→ **What you have to do**: Scan the lines below; pull out those with "still".

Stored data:
※ ※ ※

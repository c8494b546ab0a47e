//! Sales stages and customer interest levels.
//!
//! The script runs Discovery → Presentation → Commitment → Action in order.
//! Objection is a cross-cutting sub-protocol: it can interrupt any stage and
//! hands control back to a stage at or beyond the one it interrupted.

use serde::{Deserialize, Serialize};
use std::fmt;
use std::str::FromStr;

use crate::domain::foundation::StateMachine;

/// A stage of the scripted sales conversation.
#[derive(Debug, Clone, Copy, PartialEq, Eq, Hash, Serialize, Deserialize)]
#[serde(rename_all = "snake_case")]
pub enum SalesStage {
    /// Greeting and a single question about how the customer uses a pen.
    Discovery,

    /// Product features tied to the customer's need, closed with a
    /// temperature check ("how does that sound").
    Presentation,

    /// Acknowledge excitement, invite questions, then offer the link.
    Commitment,

    /// Close the sale: provide the purchase link.
    Action,

    /// Five-step objection handling, invocable from any stage.
    Objection,
}

impl SalesStage {
    /// All stages in script order, Objection last.
    pub const ALL: [SalesStage; 5] = [
        SalesStage::Discovery,
        SalesStage::Presentation,
        SalesStage::Commitment,
        SalesStage::Action,
        SalesStage::Objection,
    ];

    /// Position in the primary script, or `None` for Objection.
    pub fn script_rank(&self) -> Option<u8> {
        match self {
            Self::Discovery => Some(0),
            Self::Presentation => Some(1),
            Self::Commitment => Some(2),
            Self::Action => Some(3),
            Self::Objection => None,
        }
    }

    /// Canonical tag used in the metadata line.
    pub fn label(&self) -> &'static str {
        match self {
            Self::Discovery => "Discovery",
            Self::Presentation => "Presentation",
            Self::Commitment => "Commitment",
            Self::Action => "Action",
            Self::Objection => "Objection",
        }
    }

    /// Returns true for the Objection sub-protocol.
    pub fn is_objection(&self) -> bool {
        matches!(self, Self::Objection)
    }

    /// Returns true if `self` is at or past `other` in the primary script.
    ///
    /// Objection has no rank and is never at or beyond a primary stage.
    pub fn is_at_or_beyond(&self, other: &Self) -> bool {
        match (self.script_rank(), other.script_rank()) {
            (Some(a), Some(b)) => a >= b,
            _ => false,
        }
    }
}

impl StateMachine for SalesStage {
    fn can_transition_to(&self, target: &Self) -> bool {
        match (self, target) {
            (_, Self::Objection) => true,
            // Where Objection may resume depends on the stage it interrupted,
            // which is carried on the stage cursor rather than here.
            (Self::Objection, _) => true,
            (from, to) => to.is_at_or_beyond(from),
        }
    }

    fn valid_transitions(&self) -> Vec<Self> {
        Self::ALL
            .into_iter()
            .filter(|target| self.can_transition_to(target))
            .collect()
    }
}

impl fmt::Display for SalesStage {
    fn fmt(&self, f: &mut fmt::Formatter<'_>) -> fmt::Result {
        f.write_str(self.label())
    }
}

impl FromStr for SalesStage {
    type Err = String;

    fn from_str(s: &str) -> Result<Self, Self::Err> {
        Self::ALL
            .into_iter()
            .find(|stage| stage.label().eq_ignore_ascii_case(s.trim()))
            .ok_or_else(|| s.to_string())
    }
}

/// Coarse read of how interested the customer is, self-reported each turn.
#[derive(Debug, Clone, Copy, PartialEq, Eq, Hash, Serialize, Deserialize)]
#[serde(rename_all = "lowercase")]
pub enum InterestLevel {
    Cold,
    Warm,
    Hot,
}

impl InterestLevel {
    pub const ALL: [InterestLevel; 3] = [InterestLevel::Cold, InterestLevel::Warm, InterestLevel::Hot];

    /// Canonical lowercase value used in the metadata line.
    pub fn label(&self) -> &'static str {
        match self {
            Self::Cold => "cold",
            Self::Warm => "warm",
            Self::Hot => "hot",
        }
    }
}

impl fmt::Display for InterestLevel {
    fn fmt(&self, f: &mut fmt::Formatter<'_>) -> fmt::Result {
        f.write_str(self.label())
    }
}

impl FromStr for InterestLevel {
    type Err = String;

    fn from_str(s: &str) -> Result<Self, Self::Err> {
        Self::ALL
            .into_iter()
            .find(|level| level.label().eq_ignore_ascii_case(s.trim()))
            .ok_or_else(|| s.to_string())
    }
}

#[cfg(test)]
mod tests {
    use super::*;

    mod stage_basics {
        use super::*;

        #[test]
        fn serializes_to_snake_case() {
            let json = serde_json::to_string(&SalesStage::Presentation).unwrap();
            assert_eq!(json, "\"presentation\"");
        }

        #[test]
        fn parses_labels_case_insensitively() {
            assert_eq!("discovery".parse::<SalesStage>(), Ok(SalesStage::Discovery));
            assert_eq!("ACTION".parse::<SalesStage>(), Ok(SalesStage::Action));
            assert_eq!(" Objection ".parse::<SalesStage>(), Ok(SalesStage::Objection));
        }

        #[test]
        fn rejects_unknown_tags() {
            assert_eq!("Temperature".parse::<SalesStage>(), Err("Temperature".to_string()));
        }

        #[test]
        fn display_matches_label() {
            for stage in SalesStage::ALL {
                assert_eq!(stage.to_string(), stage.label());
            }
        }
    }

    mod ordering {
        use super::*;

        #[test]
        fn primary_stages_are_ranked_in_script_order() {
            assert!(SalesStage::Action.is_at_or_beyond(&SalesStage::Commitment));
            assert!(SalesStage::Presentation.is_at_or_beyond(&SalesStage::Presentation));
            assert!(!SalesStage::Discovery.is_at_or_beyond(&SalesStage::Presentation));
        }

        #[test]
        fn objection_has_no_rank() {
            assert_eq!(SalesStage::Objection.script_rank(), None);
            assert!(!SalesStage::Objection.is_at_or_beyond(&SalesStage::Discovery));
        }

        #[test]
        fn primary_stages_never_regress() {
            assert!(SalesStage::Commitment.transition_to(SalesStage::Presentation).is_err());
            assert!(SalesStage::Action.transition_to(SalesStage::Discovery).is_err());
            assert_eq!(
                SalesStage::Presentation.transition_to(SalesStage::Action),
                Ok(SalesStage::Action)
            );
        }

        #[test]
        fn objection_reachable_from_every_stage() {
            for stage in SalesStage::ALL {
                assert!(stage.can_transition_to(&SalesStage::Objection));
            }
        }

        #[test]
        fn action_only_stays_or_objects() {
            assert_eq!(
                SalesStage::Action.valid_transitions(),
                vec![SalesStage::Action, SalesStage::Objection]
            );
            assert!(!SalesStage::Action.is_terminal());
        }
    }

    mod interest {
        use super::*;

        #[test]
        fn parses_case_insensitively() {
            assert_eq!("HOT".parse::<InterestLevel>(), Ok(InterestLevel::Hot));
            assert_eq!("warm".parse::<InterestLevel>(), Ok(InterestLevel::Warm));
        }

        #[test]
        fn rejects_unknown_levels() {
            assert!("lukewarm".parse::<InterestLevel>().is_err());
        }

        #[test]
        fn serializes_lowercase() {
            assert_eq!(serde_json::to_string(&InterestLevel::Cold).unwrap(), "\"cold\"");
        }
    }
}
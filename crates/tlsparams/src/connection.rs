//! Owner of one connection's security parameters.
//!
//! The context hands shared borrows of the parameters to the record layer and
//! the application, and a writer to the handshake layer. Access is single
//! threaded per connection: a reader must not race `close()`.

use tlsparams_types::TlsError;
use tracing::{info, warn};

use crate::channel_binding::{export_channel_binding, ChannelBinding};
use crate::config::ConnectionConfig;
use crate::connection_info::ConnectionInfo;
use crate::params::{RecordState, SecurityParameters, SecurityParametersWriter};

/// Per-connection owner of [`SecurityParameters`].
#[derive(Debug)]
pub struct ConnectionContext {
    config: ConnectionConfig,
    params: SecurityParameters,
}

impl ConnectionContext {
    pub fn new(config: ConnectionConfig) -> Self {
        Self {
            config,
            params: SecurityParameters::new(),
        }
    }

    pub fn config(&self) -> &ConnectionConfig {
        &self.config
    }

    /// Read-only view for the record layer and application.
    pub fn security_parameters(&self) -> &SecurityParameters {
        &self.params
    }

    /// Mutation interface for the handshake layer.
    ///
    /// The configured role is written on first use.
    pub fn handshake(&mut self) -> Result<SecurityParametersWriter<'_>, TlsError> {
        if self.params.state() == RecordState::Cleared {
            return Err(TlsError::InvalidState("connection already closed".into()));
        }
        let role = self.config.role;
        let mut writer = self.params.writer();
        if writer.params().entity().is_none() {
            writer.set_entity(role)?;
        }
        Ok(writer)
    }

    /// The handshake layer reports completion of a (re)negotiation.
    pub fn complete_handshake(&mut self) -> Result<(), TlsError> {
        match self.params.state() {
            RecordState::Negotiating | RecordState::Renegotiating => {
                self.params.writer().mark_established();
                Ok(())
            }
            state => Err(TlsError::InvalidState(format!(
                "cannot complete handshake in state {state:?}"
            ))),
        }
    }

    /// Start a renegotiation on an established connection.
    ///
    /// Destroys the previous epoch's secrets before the new handshake can
    /// install any. Secrets that fail to destroy are reported, but the
    /// connection still moves to `Renegotiating`.
    pub fn begin_renegotiation(&mut self) -> Result<(), TlsError> {
        if !self.config.allow_renegotiation {
            return Err(TlsError::RenegotiationNotAllowed);
        }
        if self.params.state() != RecordState::Established {
            return Err(TlsError::InvalidState(format!(
                "cannot renegotiate in state {:?}",
                self.params.state()
            )));
        }
        self.params.writer().set_renegotiating(true)
    }

    /// Tear down: destroy every secret and drop negotiation-scoped data.
    ///
    /// Idempotent. The state becomes `Cleared` even if some secrets failed
    /// to destroy; those failures are returned.
    pub fn close(&mut self) -> Result<(), TlsError> {
        let result = self.params.clear();
        if self.params.state() != RecordState::Cleared {
            self.params.set_state(RecordState::Cleared);
            info!("security parameters cleared");
        }
        result
    }

    /// Snapshot of negotiated state, once a handshake has completed.
    pub fn connection_info(&self) -> Option<ConnectionInfo> {
        match self.params.state() {
            RecordState::Established | RecordState::Renegotiating => {
                Some(ConnectionInfo::from_parameters(&self.params))
            }
            _ => None,
        }
    }

    pub fn export_channel_binding(
        &self,
        kind: ChannelBinding,
    ) -> Result<Option<Vec<u8>>, TlsError> {
        export_channel_binding(&self.params, kind)
    }
}

/// Dropping a context always closes it. Secrets are destroyed on drop with no
/// opt-out; the secret store itself destroys anything still held when the
/// parameters are dropped on their own.
impl Drop for ConnectionContext {
    fn drop(&mut self) {
        if let Err(e) = self.close() {
            warn!(error = %e, "secret destruction incomplete on drop");
        }
    }
}
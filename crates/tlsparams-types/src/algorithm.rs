/// Hash algorithm identifiers.
#[derive(Debug, Clone, Copy, PartialEq, Eq, Hash)]
pub enum HashAlgId {
    Md5,
    Sha1,
    Sha256,
    Sha384,
    Sm3,
}

impl HashAlgId {
    /// Digest output size in bytes.
    pub fn output_len(self) -> usize {
        match self {
            HashAlgId::Md5 => 16,
            HashAlgId::Sha1 => 20,
            HashAlgId::Sha256 | HashAlgId::Sm3 => 32,
            HashAlgId::Sha384 => 48,
        }
    }
}

/// Pseudorandom function used for key derivation and Finished verify_data.
#[derive(Debug, Clone, Copy, PartialEq, Eq, Hash)]
#[repr(u8)]
pub enum PrfAlgorithm {
    /// SSL 3.0 MD5/SHA-1 construction.
    SslPrfLegacy = 0,
    /// TLS 1.0/1.1 MD5 ⊕ SHA-1 PRF.
    TlsPrfLegacy = 1,
    TlsPrfSha256 = 2,
    TlsPrfSha384 = 3,
    Tls13HkdfSha256 = 4,
    Tls13HkdfSha384 = 5,
    Tls13HkdfSm3 = 7,
}

impl PrfAlgorithm {
    /// Convert from the numeric identifier.
    pub fn from_u8(v: u8) -> Result<Self, u8> {
        match v {
            0 => Ok(PrfAlgorithm::SslPrfLegacy),
            1 => Ok(PrfAlgorithm::TlsPrfLegacy),
            2 => Ok(PrfAlgorithm::TlsPrfSha256),
            3 => Ok(PrfAlgorithm::TlsPrfSha384),
            4 => Ok(PrfAlgorithm::Tls13HkdfSha256),
            5 => Ok(PrfAlgorithm::Tls13HkdfSha384),
            7 => Ok(PrfAlgorithm::Tls13HkdfSm3),
            _ => Err(v),
        }
    }

    /// The underlying hash, or `None` for the legacy dual-hash constructions.
    pub fn hash_alg(self) -> Option<HashAlgId> {
        match self {
            PrfAlgorithm::SslPrfLegacy | PrfAlgorithm::TlsPrfLegacy => None,
            PrfAlgorithm::TlsPrfSha256 | PrfAlgorithm::Tls13HkdfSha256 => Some(HashAlgId::Sha256),
            PrfAlgorithm::TlsPrfSha384 | PrfAlgorithm::Tls13HkdfSha384 => Some(HashAlgId::Sha384),
            PrfAlgorithm::Tls13HkdfSm3 => Some(HashAlgId::Sm3),
        }
    }

    /// Returns true for the HKDF-based TLS 1.3 key schedules.
    pub fn is_tls13(self) -> bool {
        matches!(
            self,
            PrfAlgorithm::Tls13HkdfSha256
                | PrfAlgorithm::Tls13HkdfSha384
                | PrfAlgorithm::Tls13HkdfSm3
        )
    }
}

#[cfg(test)]
mod tests {
    use super::*;

    #[test]
    fn test_prf_from_u8() {
        assert_eq!(PrfAlgorithm::from_u8(2), Ok(PrfAlgorithm::TlsPrfSha256));
        assert_eq!(PrfAlgorithm::from_u8(7), Ok(PrfAlgorithm::Tls13HkdfSm3));
        // 6 is unassigned
        assert_eq!(PrfAlgorithm::from_u8(6), Err(6));
    }

    #[test]
    fn test_prf_hash_alg() {
        assert_eq!(PrfAlgorithm::TlsPrfLegacy.hash_alg(), None);
        assert_eq!(
            PrfAlgorithm::Tls13HkdfSha384.hash_alg(),
            Some(HashAlgId::Sha384)
        );
        assert_eq!(HashAlgId::Sha384.output_len(), 48);
        assert!(PrfAlgorithm::Tls13HkdfSha256.is_tls13());
        assert!(!PrfAlgorithm::TlsPrfSha256.is_tls13());
    }
}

※ ※ ※

→ **Task response**:
    /// connection still moves to `Renegotiating`.
/// opt-out; the secret store itself destroys anything still held when the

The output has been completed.